# What this task involves
Give the number of lines in this listing that hold "names". No other words belong in the reply.

# Data for review

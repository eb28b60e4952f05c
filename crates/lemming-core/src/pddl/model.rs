//! Structured PDDL domain and problem, read from and written back to text.
//!
//! Conditions and effects stay as [`SExpr`] trees; only the declarations the
//! compiler and grounder need are broken out into fields.

use std::fmt::Write as _;

use super::sexpr::{parse_one, SExpr};
use crate::error::{LemmingError, Result};

pub const OBJECT_TYPE: &str = "object";

/// A name with its declared type (`?x - block`, `a - block`).
#[derive(Clone, Debug, PartialEq, Eq)]
pub struct TypedName {
    pub name: String,
    pub ty: String,
}

impl TypedName {
    pub fn new(name: impl Into<String>, ty: impl Into<String>) -> Self {
        Self {
            name: name.into(),
            ty: ty.into(),
        }
    }
}

#[derive(Clone, Debug, PartialEq, Eq)]
pub struct Predicate {
    pub name: String,
    pub params: Vec<TypedName>,
}

#[derive(Clone, Debug, PartialEq, Eq)]
pub struct Action {
    pub name: String,
    pub params: Vec<TypedName>,
    pub precondition: Option<SExpr>,
    pub effect: Option<SExpr>,
}

#[derive(Clone, Debug, PartialEq, Eq)]
pub struct Domain {
    pub name: String,
    pub requirements: Vec<String>,
    pub types: Vec<TypedName>,
    pub constants: Vec<TypedName>,
    pub predicates: Vec<Predicate>,
    /// `:functions` section kept verbatim.
    pub functions: Option<SExpr>,
    pub actions: Vec<Action>,
}

#[derive(Clone, Debug, PartialEq, Eq)]
pub struct Problem {
    pub name: String,
    pub domain: String,
    pub requirements: Vec<String>,
    pub objects: Vec<TypedName>,
    pub init: Vec<SExpr>,
    pub goal: SExpr,
    pub metric: Option<SExpr>,
}

fn parse_err(msg: impl Into<String>) -> LemmingError {
    LemmingError::Parse(msg.into())
}

/// Split `(define (<kind> <name>) sections...)` into name and sections.
fn define_block<'a>(expr: &'a SExpr, kind: &str) -> Result<(String, &'a [SExpr])> {
    let items = expr
        .as_list()
        .ok_or_else(|| parse_err("expected (define ...)"))?;
    if items.first().and_then(SExpr::as_atom) != Some("define") {
        return Err(parse_err("expected (define ...)"));
    }
    let header = items
        .get(1)
        .and_then(SExpr::as_list)
        .ok_or_else(|| parse_err(format!("expected ({} <name>)", kind)))?;
    match header {
        [SExpr::Atom(k), SExpr::Atom(name)] if k == kind => Ok((name.clone(), &items[2..])),
        _ => Err(parse_err(format!("expected ({} <name>)", kind))),
    }
}

fn section(expr: &SExpr) -> Result<(&str, &[SExpr])> {
    let items = expr
        .as_list()
        .ok_or_else(|| parse_err(format!("expected a section, found `{}`", expr)))?;
    match items.split_first() {
        Some((SExpr::Atom(key), rest)) if key.starts_with(':') => Ok((key.as_str(), rest)),
        _ => Err(parse_err(format!("expected a section, found `{}`", expr))),
    }
}

fn atoms(items: &[SExpr], what: &str) -> Result<Vec<String>> {
    items
        .iter()
        .map(|item| {
            item.as_atom()
                .map(str::to_string)
                .ok_or_else(|| parse_err(format!("expected atom in {}, found `{}`", what, item)))
        })
        .collect()
}

/// Parse `a b - t c - u d` into typed names; untyped names default to `object`.
pub fn parse_typed_list(items: &[SExpr]) -> Result<Vec<TypedName>> {
    let mut out = Vec::new();
    let mut pending: Vec<String> = Vec::new();
    let mut iter = items.iter();
    while let Some(item) = iter.next() {
        match item {
            SExpr::Atom(a) if a == "-" => {
                let ty = match iter.next() {
                    Some(SExpr::Atom(t)) => t.clone(),
                    Some(SExpr::List(l)) if l.first().and_then(SExpr::as_atom) == Some("either") => {
                        return Err(LemmingError::UnsupportedFeature(
                            "either types".to_string(),
                        ))
                    }
                    _ => return Err(parse_err("expected a type after `-`")),
                };
                if pending.is_empty() {
                    return Err(parse_err(format!("type `{}` has no names", ty)));
                }
                out.extend(pending.drain(..).map(|n| TypedName::new(n, ty.clone())));
            }
            SExpr::Atom(a) => pending.push(a.clone()),
            SExpr::List(_) => return Err(parse_err(format!("unexpected `{}` in typed list", item))),
        }
    }
    out.extend(pending.into_iter().map(|n| TypedName::new(n, OBJECT_TYPE)));
    Ok(out)
}

fn parse_action(items: &[SExpr]) -> Result<Action> {
    let (name, rest) = match items.split_first() {
        Some((SExpr::Atom(name), rest)) => (name.clone(), rest),
        _ => return Err(parse_err("expected action name")),
    };
    let mut action = Action {
        name,
        params: Vec::new(),
        precondition: None,
        effect: None,
    };
    let mut iter = rest.iter();
    while let Some(key) = iter.next() {
        let value = iter
            .next()
            .ok_or_else(|| parse_err(format!("missing value for `{}` in {}", key, action.name)))?;
        match key.as_atom() {
            Some(":parameters") => {
                let list = value
                    .as_list()
                    .ok_or_else(|| parse_err("expected parameter list"))?;
                action.params = parse_typed_list(list)?;
            }
            Some(":precondition") => action.precondition = non_empty(value),
            Some(":effect") => action.effect = non_empty(value),
            _ => {
                return Err(parse_err(format!(
                    "unexpected `{}` in action {}",
                    key, action.name
                )))
            }
        }
    }
    Ok(action)
}

fn non_empty(expr: &SExpr) -> Option<SExpr> {
    match expr {
        SExpr::List(items) if items.is_empty() => None,
        other => Some(other.clone()),
    }
}

impl Domain {
    pub fn parse(text: &str) -> Result<Self> {
        let expr = parse_one(text).map_err(LemmingError::Parse)?;
        let (name, sections) = define_block(&expr, "domain")?;
        let mut domain = Domain {
            name,
            requirements: Vec::new(),
            types: Vec::new(),
            constants: Vec::new(),
            predicates: Vec::new(),
            functions: None,
            actions: Vec::new(),
        };
        for sec in sections {
            let (key, body) = section(sec)?;
            match key {
                ":requirements" => domain.requirements = atoms(body, ":requirements")?,
                ":types" => domain.types = parse_typed_list(body)?,
                ":constants" => domain.constants = parse_typed_list(body)?,
                ":predicates" => {
                    for pred in body {
                        match pred.as_list().and_then(|l| l.split_first()) {
                            Some((SExpr::Atom(name), params)) => domain.predicates.push(Predicate {
                                name: name.clone(),
                                params: parse_typed_list(params)?,
                            }),
                            _ => return Err(parse_err(format!("bad predicate `{}`", pred))),
                        }
                    }
                }
                ":functions" => domain.functions = Some(sec.clone()),
                ":action" => domain.actions.push(parse_action(body)?),
                other => {
                    return Err(LemmingError::UnsupportedFeature(format!(
                        "domain section {}",
                        other
                    )))
                }
            }
        }
        Ok(domain)
    }

    pub fn action(&self, name: &str) -> Option<&Action> {
        self.actions.iter().find(|a| a.name == name)
    }

    pub fn predicate(&self, name: &str) -> Option<&Predicate> {
        self.predicates.iter().find(|p| p.name == name)
    }

    /// Add a requirement flag unless already declared.
    pub fn require(&mut self, flag: &str) {
        if !self.requirements.iter().any(|r| r == flag) {
            self.requirements.push(flag.to_string());
        }
    }

    pub fn to_pddl(&self) -> String {
        let mut out = String::new();
        let _ = writeln!(out, "(define (domain {})", self.name);
        if !self.requirements.is_empty() {
            let _ = writeln!(out, "  (:requirements {})", self.requirements.join(" "));
        }
        if !self.types.is_empty() {
            let _ = writeln!(out, "  (:types {})", typed_list_text(&self.types));
        }
        if !self.constants.is_empty() {
            let _ = writeln!(out, "  (:constants {})", typed_list_text(&self.constants));
        }
        out.push_str("  (:predicates\n");
        for pred in &self.predicates {
            if pred.params.is_empty() {
                let _ = writeln!(out, "    ({})", pred.name);
            } else {
                let _ = writeln!(out, "    ({} {})", pred.name, typed_list_text(&pred.params));
            }
        }
        out.push_str("  )\n");
        if let Some(functions) = &self.functions {
            let _ = writeln!(out, "  {}", functions);
        }
        for action in &self.actions {
            let _ = writeln!(out, "  (:action {}", action.name);
            let _ = writeln!(out, "    :parameters ({})", typed_list_text(&action.params));
            if let Some(pre) = &action.precondition {
                let _ = writeln!(out, "    :precondition {}", pre);
            }
            if let Some(eff) = &action.effect {
                let _ = writeln!(out, "    :effect {}", eff);
            }
            out.push_str("  )\n");
        }
        out.push_str(")\n");
        out
    }
}

impl Problem {
    pub fn parse(text: &str) -> Result<Self> {
        let expr = parse_one(text).map_err(LemmingError::Parse)?;
        let (name, sections) = define_block(&expr, "problem")?;
        let mut domain = None;
        let mut requirements = Vec::new();
        let mut objects = Vec::new();
        let mut init = Vec::new();
        let mut goal = None;
        let mut metric = None;
        for sec in sections {
            let (key, body) = section(sec)?;
            match key {
                ":domain" => domain = atoms(body, ":domain")?.into_iter().next(),
                ":requirements" => requirements = atoms(body, ":requirements")?,
                ":objects" => objects = parse_typed_list(body)?,
                ":init" => init = body.to_vec(),
                ":goal" => {
                    goal = Some(
                        body.first()
                            .cloned()
                            .ok_or_else(|| parse_err("empty :goal"))?,
                    )
                }
                ":metric" => metric = Some(SExpr::List(body.to_vec())),
                other => {
                    return Err(LemmingError::UnsupportedFeature(format!(
                        "problem section {}",
                        other
                    )))
                }
            }
        }
        Ok(Problem {
            name,
            domain: domain.ok_or_else(|| parse_err("problem has no :domain"))?,
            requirements,
            objects,
            init,
            goal: goal.ok_or_else(|| parse_err("problem has no :goal"))?,
            metric,
        })
    }

    /// The goal as a flat list of conjuncts.
    pub fn goal_conjuncts(&self) -> Vec<SExpr> {
        conjuncts(&self.goal)
    }

    pub fn to_pddl(&self) -> String {
        let mut out = String::new();
        let _ = writeln!(out, "(define (problem {})", self.name);
        let _ = writeln!(out, "  (:domain {})", self.domain);
        if !self.requirements.is_empty() {
            let _ = writeln!(out, "  (:requirements {})", self.requirements.join(" "));
        }
        if !self.objects.is_empty() {
            let _ = writeln!(out, "  (:objects {})", typed_list_text(&self.objects));
        }
        out.push_str("  (:init\n");
        for fact in &self.init {
            let _ = writeln!(out, "    {}", fact);
        }
        out.push_str("  )\n");
        let _ = writeln!(out, "  (:goal {})", self.goal);
        if let Some(SExpr::List(items)) = &self.metric {
            let body: Vec<String> = items.iter().map(ToString::to_string).collect();
            let _ = writeln!(out, "  (:metric {})", body.join(" "));
        }
        out.push_str(")\n");
        out
    }
}

/// Flatten nested `(and ...)` into its conjuncts.
pub fn conjuncts(expr: &SExpr) -> Vec<SExpr> {
    match expr {
        SExpr::List(items) if items.first().and_then(SExpr::as_atom) == Some("and") => {
            items[1..].iter().flat_map(conjuncts).collect()
        }
        SExpr::List(items) if items.is_empty() => Vec::new(),
        other => vec![other.clone()],
    }
}

/// Build `(and ...)` from conjuncts, collapsing the trivial cases.
pub fn and(mut parts: Vec<SExpr>) -> SExpr {
    match parts.len() {
        0 => SExpr::List(vec![SExpr::atom("and")]),
        1 => parts.remove(0),
        _ => {
            let mut items = vec![SExpr::atom("and")];
            items.extend(parts);
            SExpr::List(items)
        }
    }
}

pub fn not(expr: SExpr) -> SExpr {
    SExpr::List(vec![SExpr::atom("not"), expr])
}

fn typed_list_text(items: &[TypedName]) -> String {
    let mut parts = Vec::new();
    let mut i = 0;
    while i < items.len() {
        let ty = &items[i].ty;
        let mut j = i;
        while j < items.len() && &items[j].ty == ty {
            parts.push(items[j].name.clone());
            j += 1;
        }
        if ty != OBJECT_TYPE || items.iter().any(|t| t.ty != OBJECT_TYPE) {
            parts.push("-".to_string());
            parts.push(ty.clone());
        }
        i = j;
    }
    parts.join(" ")
}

# Response for this exercise
2